Dark Angels - One of the purest gene seeds, high lords of terra dislike using it for some reason.

Emperors Children - Perfect gene seed, every one functioned at peak efficiency, horribly corrupted by the warp after the heresy.

Iron Warriors - Gene seed causes a tendency for suspicion and paranoia in the IW, but makes them highly intelligent with well developed problem solving abilities. Suffered some mutation in the warp.

White Scars - First thought to be stable and possessing no anomalies, it is unknown whether their savagery and thirst for war is a genetic flaw or because of integration of tribesmen from the steppes and their warlike nature. 

Space Wolves - Canis helix causes aspirants to mutate into grotesque wolf monsters, only if they are able to overcome this flaw can they be fully indoctrinated into the chapter. Even after joining, some space wolves can still transform in this way.

Imperial Fists- Stable gene seed, lost the use of sus-an membrane and have no betcher's gland, meaning they cannot enter suspended animation or spit acid.

Night Lords - Most stable and least mutated of all the traitor legions, gene seed causes jet black eyes which provide excellent night vision. Night Lords have a tendency for paranoia and self destructive behaviour. A few amongst them suffer painful seizures and experience visions of the future, much like their primarch.

Blood Angels - Gene seed makes marines susceptible to conditions known as the black rage and the red thirst. The black rage causes them to go insane, believing that they are their primarch at the seige of terra, and instilling a portion of his strength to sufferers. The red thirst can cause blood angels to be overcome with the need to rip their enemies limb from bloody limb, sometimes abbandoning advantageous positions to do so.

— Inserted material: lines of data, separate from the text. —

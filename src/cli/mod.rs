//! Command line interface.

pub mod args;
pub mod commands;
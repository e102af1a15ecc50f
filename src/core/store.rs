//! In-memory media record store.
//!
//! The store is the single source of truth for what the rest of the system
//! reports. Records are keyed by absolute path and replaced whole, so a
//! reader never sees a half-applied transition.

use crate::core::scanner::ArtifactPaths;
use crate::generators::nfo::parse_movie_nfo;
use crate::models::media::{ArtifactPresence, MediaRecord, MediaStatus};
use crate::utils::fs::modified_time;
use crate::Result;
use dashmap::{DashMap, DashSet};
use std::path::{Path, PathBuf};

/// Concurrent map from video path to its record.
#[derive(Debug, Default)]
pub struct MediaRecordStore {
    records: DashMap<PathBuf, MediaRecord>,
    in_flight: DashSet<PathBuf>,
}

/// Marks a path as owned by one running pipeline; released on drop.
#[derive(Debug)]
pub struct PipelineGuard<'a> {
    in_flight: &'a DashSet<PathBuf>,
    path: PathBuf,
}

impl Drop for PipelineGuard<'_> {
    fn drop(&mut self) {
        self.in_flight.remove(&self.path);
    }
}

impl MediaRecordStore {
    pub fn new() -> Self {
        Self::default()
    }

    /// Insert or replace the record for its path.
    pub fn upsert(&self, record: MediaRecord) {
        tracing::debug!(path = %record.path.display(), status = %record.status, "Record updated");
        self.records.insert(record.path.clone(), record);
    }

    pub fn get(&self, path: &Path) -> Option<MediaRecord> {
        self.records.get(path).map(|r| r.value().clone())
    }

    pub fn exists(&self, path: &Path) -> bool {
        self.records.contains_key(path)
    }

    /// Snapshot of every record, sorted by path.
    pub fn all(&self) -> Vec<MediaRecord> {
        let mut records: Vec<MediaRecord> = self.records.iter().map(|r| r.value().clone()).collect();
        records.sort_by(|a, b| a.path.cmp(&b.path));
        records
    }

    pub fn len(&self) -> usize {
        self.records.len()
    }

    pub fn is_empty(&self) -> bool {
        self.records.is_empty()
    }

    /// Add a record for a never-seen path.
    ///
    /// Returns the new record, or `None` when the path is already known
    /// (the existing record is left untouched).
    pub fn seed(&self, path: &Path) -> Result<Option<MediaRecord>> {
        if self.exists(path) {
            return Ok(None);
        }

        let record = build_seed_record(path)?;
        match self.records.entry(path.to_path_buf()) {
            dashmap::mapref::entry::Entry::Occupied(_) => Ok(None),
            dashmap::mapref::entry::Entry::Vacant(slot) => {
                slot.insert(record.clone());
                Ok(Some(record))
            }
        }
    }

    /// Re-stat the artifacts of a known record.
    ///
    /// Promotes the record to Completed when all three artifacts now exist
    /// and the sidecar parses, e.g. after they were produced by another
    /// tool. Returns the refreshed snapshot, or `None` for unknown paths and
    /// paths a running pipeline owns.
    pub fn refresh_resource_flags(&self, path: &Path) -> Option<MediaRecord> {
        let Some(_guard) = self.try_begin(path) else {
            tracing::debug!("Pipeline running, not refreshing: {}", path.display());
            return None;
        };

        let artifacts = ArtifactPaths::for_video(path);
        let presence = artifacts.presence();
        let trusted = presence.is_complete() && sidecar_parses(&artifacts.sidecar);

        let mut entry = self.records.get_mut(path)?;
        let record = entry.value_mut();
        apply_presence(record, &artifacts, presence);

        if trusted && record.status != MediaStatus::Completed {
            tracing::info!(
                "Metadata for {} is complete on disk, marking as completed",
                path.display()
            );
            record.status = MediaStatus::Completed;
            record.error_message = None;
            if record.last_enriched.is_none() {
                record.last_enriched = modified_time(&artifacts.sidecar);
            }
        }

        Some(record.clone())
    }

    /// Claim exclusive pipeline ownership of `path`.
    ///
    /// Returns `None` when another pipeline already runs for the path.
    pub fn try_begin(&self, path: &Path) -> Option<PipelineGuard<'_>> {
        if self.in_flight.insert(path.to_path_buf()) {
            Some(PipelineGuard {
                in_flight: &self.in_flight,
                path: path.to_path_buf(),
            })
        } else {
            None
        }
    }

    /// Whether a pipeline currently owns `path`.
    pub fn is_in_flight(&self, path: &Path) -> bool {
        self.in_flight.contains(path)
    }
}

/// Record artifact paths only for files that exist.
pub fn apply_presence(record: &mut MediaRecord, artifacts: &ArtifactPaths, presence: ArtifactPresence) {
    record.poster_path = presence.poster.then(|| artifacts.poster.clone());
    record.fanart_path = presence.fanart.then(|| artifacts.fanart.clone());
    record.sidecar_path = presence.sidecar.then(|| artifacts.sidecar.clone());
}

fn sidecar_parses(sidecar: &Path) -> bool {
    std::fs::read_to_string(sidecar)
        .map(|content| parse_movie_nfo(&content).is_some())
        .unwrap_or(false)
}

/// Build the initial record for a path from what is already on disk.
fn build_seed_record(path: &Path) -> Result<MediaRecord> {
    let metadata = std::fs::metadata(path)?;
    let artifacts = ArtifactPaths::for_video(path);
    let presence = artifacts.presence();

    let mut record = MediaRecord::new(path, metadata.len());
    apply_presence(&mut record, &artifacts, presence);

    if presence.sidecar {
        match std::fs::read_to_string(&artifacts.sidecar) {
            Ok(content) => match parse_movie_nfo(&content) {
                Some(movie) => {
                    record.title = Some(movie.title);
                    record.year = movie.year;
                    record.status = MediaStatus::Completed;
                    record.last_enriched = modified_time(&artifacts.sidecar);
                }
                None => tracing::warn!(
                    "Existing NFO could not be parsed: {}",
                    artifacts.sidecar.display()
                ),
            },
            Err(e) => tracing::warn!(
                "Failed to read existing NFO {}: {}",
                artifacts.sidecar.display(),
                e
            ),
        }
    }

    Ok(record)
}

#[cfg(test)]
mod tests {
    use super::*;

    #[test]
    fn test_guard_releases_on_drop() {
        let store = MediaRecordStore::new();
        let path = Path::new("/movies/a.mkv");

        let guard = store.try_begin(path).unwrap();
        assert!(store.is_in_flight(path));
        assert!(store.try_begin(path).is_none());

        drop(guard);
        assert!(!store.is_in_flight(path));
        assert!(store.try_begin(path).is_some());
    }

    #[test]
    fn test_refresh_skips_in_flight_path() {
        let dir = tempfile::TempDir::new().unwrap();
        let video = dir.path().join("Heat.1995.mkv");
        std::fs::write(&video, "fake").unwrap();
        let store = MediaRecordStore::new();
        store.seed(&video).unwrap();

        let artifacts = ArtifactPaths::for_video(&video);
        std::fs::write(&artifacts.poster, "jpg").unwrap();
        std::fs::write(&artifacts.fanart, "jpg").unwrap();
        std::fs::write(&artifacts.sidecar, "<movie><title>Heat</title></movie>").unwrap();

        let guard = store.try_begin(&video).unwrap();
        assert!(store.refresh_resource_flags(&video).is_none());
        assert_eq!(store.get(&video).unwrap().status, MediaStatus::Pending);
        assert!(store.is_in_flight(&video));

        drop(guard);
        let record = store.refresh_resource_flags(&video).unwrap();
        assert_eq!(record.status, MediaStatus::Completed);
        assert!(!store.is_in_flight(&video));
    }

    #[test]
    fn test_refresh_does_not_trust_corrupt_sidecar() {
        let dir = tempfile::TempDir::new().unwrap();
        let video = dir.path().join("Heat.1995.mkv");
        std::fs::write(&video, "fake").unwrap();
        let store = MediaRecordStore::new();
        store.seed(&video).unwrap();

        let artifacts = ArtifactPaths::for_video(&video);
        std::fs::write(&artifacts.poster, "jpg").unwrap();
        std::fs::write(&artifacts.fanart, "jpg").unwrap();
        std::fs::write(&artifacts.sidecar, "<movie><title>trunc").unwrap();

        let record = store.refresh_resource_flags(&video).unwrap();
        assert_eq!(record.status, MediaStatus::Pending);
        assert!(record.last_enriched.is_none());
        assert!(record.sidecar_path.is_some());
    }

    #[test]
    fn test_upsert_replaces_by_path() {
        let store = MediaRecordStore::new();
        let mut record = MediaRecord::new(Path::new("/movies/a.mkv"), 1);
        store.upsert(record.clone());

        record.title = Some("A".to_string());
        store.upsert(record);

        assert_eq!(store.len(), 1);
        assert_eq!(
            store.get(Path::new("/movies/a.mkv")).unwrap().title.as_deref(),
            Some("A")
        );
    }

    #[test]
    fn test_all_is_sorted_snapshot() {
        let store = MediaRecordStore::new();
        store.upsert(MediaRecord::new(Path::new("/m/b.mkv"), 1));
        store.upsert(MediaRecord::new(Path::new("/m/a.mkv"), 1));

        let snapshot = store.all();
        store.upsert(MediaRecord::new(Path::new("/m/c.mkv"), 1));

        assert_eq!(snapshot.len(), 2);
        assert_eq!(snapshot[0].path, PathBuf::from("/m/a.mkv"));
    }
}
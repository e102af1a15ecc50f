//! Media Library CLI
//!
//! Scans video folders and enriches them with TMDB metadata, artwork and NFO files.

use clap::Parser;
use media_library::cli::{
    args::{Cli, Commands},
    commands::{config, open_config, process, scan, serve},
};
use media_library::models::config::{default_config_dir, load_settings, AppSettings};
use media_library::preflight;
use std::path::Path;

#[tokio::main]
async fn main() -> anyhow::Result<()> {
    // Parse command line arguments
    let cli = Cli::parse();

    // Initialize logging
    init_logging(cli.verbose);

    let config_dir = cli.config_dir.clone().unwrap_or_else(default_config_dir);
    let settings = load_settings(&config_dir)?;

    // Run the appropriate command
    match cli.command {
        Commands::Serve { host, port } => {
            if !cli.skip_preflight {
                run_preflight_checks(&config_dir, &settings).await?;
            }
            serve::serve(&config_dir, &settings, host, port).await?;
        }

        Commands::Scan => {
            if !cli.skip_preflight {
                run_preflight_checks(&config_dir, &settings).await?;
            }
            scan::scan(&config_dir, &settings).await?;
        }

        Commands::Process { file } => {
            if !cli.skip_preflight {
                run_preflight_checks(&config_dir, &settings).await?;
            }
            process::process(&config_dir, &settings, &file).await?;
        }

        Commands::Config { action } => {
            config::execute_config(&config_dir, action)?;
        }
    }

    Ok(())
}

/// Initialize the logging system.
fn init_logging(verbose: bool) {
    use tracing_subscriber::{fmt, prelude::*, EnvFilter};

    let default = if verbose {
        "media_library=debug,tower_http=debug"
    } else {
        "media_library=info"
    };
    let filter = EnvFilter::try_from_default_env().unwrap_or_else(|_| EnvFilter::new(default));

    tracing_subscriber::registry()
        .with(fmt::layer().with_target(false))
        .with(filter)
        .init();
}

/// Run preflight checks and exit if any fail.
async fn run_preflight_checks(config_dir: &Path, settings: &AppSettings) -> anyhow::Result<()> {
    use colored::Colorize;

    println!("{}", "Running preflight checks...".bold());
    println!();

    let library = open_config(config_dir)?.get();
    let results = preflight::run_preflight_checks(settings, &library).await?;
    preflight::print_results(&results);

    println!();

    if !preflight::all_passed(&results) {
        anyhow::bail!("Preflight checks failed. Fix the issues above and try again.");
    }

    Ok(())
}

Iron Hands - Possess a fanatic hatred of weakness/fear of the organic form, which is believed to be inherited genetically. Causes marines to gradually replace their bodies with bionic enhancements. 

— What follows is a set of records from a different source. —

//! TMDB API client.

use crate::models::config::TmdbSettings;
use crate::models::media::{year_from_date, Art, MovieRecord};
use crate::Result;
use serde::de::DeserializeOwned;
use serde::Deserialize;

/// TMDB client configuration.
#[derive(Debug, Clone)]
pub struct TmdbConfig {
    /// API key or Bearer token (JWT)
    pub api_key: String,
    pub language: String,
    /// Whether to use Bearer token authentication (API v4 style)
    pub use_bearer: bool,
    /// API root, without trailing slash.
    pub api_base_url: String,
    /// Prefix prepended to image paths.
    pub image_base_url: String,
}

impl TmdbConfig {
    /// Create config from settings.
    /// Supports both API key (v3) and Bearer token (v4) formats.
    pub fn from_settings(settings: &TmdbSettings) -> Result<Self> {
        let api_key = settings
            .api_key
            .clone()
            .filter(|k| !k.is_empty())
            .ok_or(crate::Error::TmdbApiKeyMissing)?;

        // Bearer tokens start with "eyJ" (base64 encoded JWT header)
        let use_bearer = api_key.starts_with("eyJ");

        Ok(Self {
            api_key,
            language: settings.language.clone(),
            use_bearer,
            api_base_url: settings.api_base_url.trim_end_matches('/').to_string(),
            image_base_url: settings.image_base_url.trim_end_matches('/').to_string(),
        })
    }
}

/// Movie search result.
#[derive(Debug, Deserialize)]
pub struct MovieSearchResult {
    pub results: Vec<MovieSearchItem>,
}

/// Movie search item.
#[derive(Debug, Deserialize)]
pub struct MovieSearchItem {
    pub id: u64,
    pub title: String,
    pub original_title: Option<String>,
    pub release_date: Option<String>,
}

/// Movie details.
#[derive(Debug, Deserialize)]
pub struct MovieDetails {
    pub id: u64,
    pub title: String,
    pub original_title: Option<String>,
    pub release_date: Option<String>,
    pub overview: Option<String>,
    pub vote_average: Option<f32>,
    pub vote_count: Option<u32>,
    pub poster_path: Option<String>,
    pub backdrop_path: Option<String>,
    pub genres: Option<Vec<Genre>>,
    pub credits: Option<Credits>,
}

/// Genre.
#[derive(Debug, Deserialize)]
pub struct Genre {
    pub id: u64,
    pub name: String,
}

/// Movie credits.
#[derive(Debug, Deserialize)]
pub struct Credits {
    #[serde(default)]
    pub crew: Vec<CrewMember>,
}

/// Crew member.
#[derive(Debug, Deserialize)]
pub struct CrewMember {
    pub id: u64,
    pub name: String,
    pub job: String,
}

/// TMDB API client.
#[derive(Debug, Clone)]
pub struct TmdbClient {
    config: TmdbConfig,
    client: reqwest::Client,
}

impl TmdbClient {
    /// Create a new TMDB client.
    pub fn new(config: TmdbConfig, client: reqwest::Client) -> Self {
        Self { config, client }
    }

    /// Create a new TMDB client from settings.
    pub fn from_settings(settings: &TmdbSettings) -> Result<Self> {
        Ok(Self::new(
            TmdbConfig::from_settings(settings)?,
            reqwest::Client::new(),
        ))
    }

    /// Build a request with proper authentication.
    fn build_request(&self, url: &str) -> reqwest::RequestBuilder {
        let request = self.client.get(url);
        if self.config.use_bearer {
            request.header("Authorization", format!("Bearer {}", self.config.api_key))
        } else {
            request
        }
    }

    /// Build URL with optional api_key parameter (only for v3 style).
    fn build_url(&self, path: &str, extra_params: &str) -> String {
        if self.config.use_bearer {
            format!(
                "{}/{}?language={}{}",
                self.config.api_base_url, path, self.config.language, extra_params
            )
        } else {
            format!(
                "{}/{}?api_key={}&language={}{}",
                self.config.api_base_url,
                path,
                self.config.api_key,
                self.config.language,
                extra_params
            )
        }
    }

    /// GET a JSON document, turning non-success statuses into errors.
    async fn get_json<T: DeserializeOwned>(&self, url: &str) -> Result<T> {
        let resp = self.build_request(url).send().await?;
        let status = resp.status();
        if status == reqwest::StatusCode::UNAUTHORIZED {
            return Err(crate::Error::TmdbApiKeyInvalid);
        }
        if !status.is_success() {
            return Err(crate::Error::TmdbRequest {
                status: status.as_u16(),
                url: redact(url),
            });
        }
        Ok(resp.json().await?)
    }

    /// Verify API key is valid.
    pub async fn verify_api_key(&self) -> Result<bool> {
        let url = self.build_url("authentication", "");
        let resp = self.build_request(&url).send().await?;
        Ok(resp.status().is_success())
    }

    /// Search for movies.
    pub async fn search_movie(&self, query: &str) -> Result<Vec<MovieSearchItem>> {
        let url = self.build_url(
            "search/movie",
            &format!("&query={}", urlencoding::encode(query)),
        );
        let resp: MovieSearchResult = self.get_json(&url).await?;
        Ok(resp.results)
    }

    /// Get movie details with credits.
    pub async fn get_movie_details(&self, movie_id: u64) -> Result<MovieDetails> {
        let url = self.build_url(&format!("movie/{}", movie_id), "&append_to_response=credits");
        self.get_json(&url).await
    }

    /// Full URL of an image path returned by the API.
    pub fn image_url(&self, image_path: &str) -> String {
        format!("{}{}", self.config.image_base_url, image_path)
    }

    /// Map TMDB details into the canonical movie record.
    pub fn to_movie_record(&self, movie: MovieDetails) -> MovieRecord {
        let year = movie.release_date.as_deref().and_then(year_from_date);
        let premiered = movie.release_date.filter(|d| !d.is_empty());

        let directors = movie
            .credits
            .map(|c| {
                c.crew
                    .into_iter()
                    .filter(|m| m.job == "Director")
                    .map(|m| m.name)
                    .collect()
            })
            .unwrap_or_default();

        MovieRecord {
            tmdb_id: Some(movie.id),
            title: movie.title,
            original_title: movie.original_title,
            year,
            premiered,
            plot: movie.overview.filter(|o| !o.is_empty()),
            rating: movie.vote_average,
            votes: movie.vote_count,
            genres: movie
                .genres
                .unwrap_or_default()
                .into_iter()
                .map(|g| g.name)
                .collect(),
            directors,
            art: Art {
                poster: movie.poster_path.map(|p| self.image_url(&p)),
                fanart: movie.backdrop_path.map(|p| self.image_url(&p)),
                local_poster: None,
                local_fanart: None,
            },
        }
    }
}

/// Strip the api_key query parameter before a URL ends up in logs or errors.
pub fn redact(url: &str) -> String {
    match regex::Regex::new(r"api_key=[^&]*") {
        Ok(re) => re.replace(url, "api_key=***").to_string(),
        Err(_) => url.to_string(),
    }
}
//! Data models.

pub mod config;
pub mod media;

World Eaters - Have a physical need to kill that drives them into a berserk fury, this is augmented by pyscho-doctrinal lobotomisation.

Ultramarines - Stable and pure gene seed. Genetic standard for space marines.

Death Guard - Gene seed created gaunt, shadow eyed marines in the image of their primarch. Death guard marines were also noted as having a particularly tough constitution. After the infection of nurgle's rot, gene seed became completely contaminated. 

Thousand Sons - Prone to both physical and psychic mutations, increased dramatically when began worshipping Tzeentch, Rubic of ahriman fixed that, kinda.

Lunar Wolves/Sons of Horus/Black Legion - Reliably pure up until Davin incident, since then marines display random mutations expected to go all the way down to gene seed level.

Salamanders - Either because of gene seed flaws, high radiation of their home planet, or combination of both, all salamanders have very dark skin and bright, burning eyes. They also have slower reactions than other space marines.

Raven Guard - Accelerated gene harvesting techniques left a great deal of the raven guard's genetic stock irreparably damaged. Most noted flaws are no mucranoid or betcher's gland, which means they are unable to sweat protective chemicals or spit acid, and the mutated melanchromic organ causes the marine's skin to get paler over time.

Alpha Legion - Suffers some mutation, whether purposely induced to incite terror and revulsion can only be guessed. 

Word Bearers - Thought to be pure, since discovered that Word Bearers have a tendency for dogged unquestioning belief and stubborness that borders on insanity. These qualities have only been magnified and warped within the eye of terror. Word Bearers have a particular tendancy towards mutation, but these are seen as gifts from the gods and are encouraged. 

Hope this helps! Feel free to correct me if I've got any of this wrong.


----------



## GrizBe

Think thats about right... Only other ones I can think of are those of teh cursed founding... 

Black Dragons : Overactive Ossmodula zygote, causing bone crests of the head and bone blades on the forearms and elbows.

Flame Falcons : Developed a flaw that caused their bodies to be covered in flames that did not burn the flesh.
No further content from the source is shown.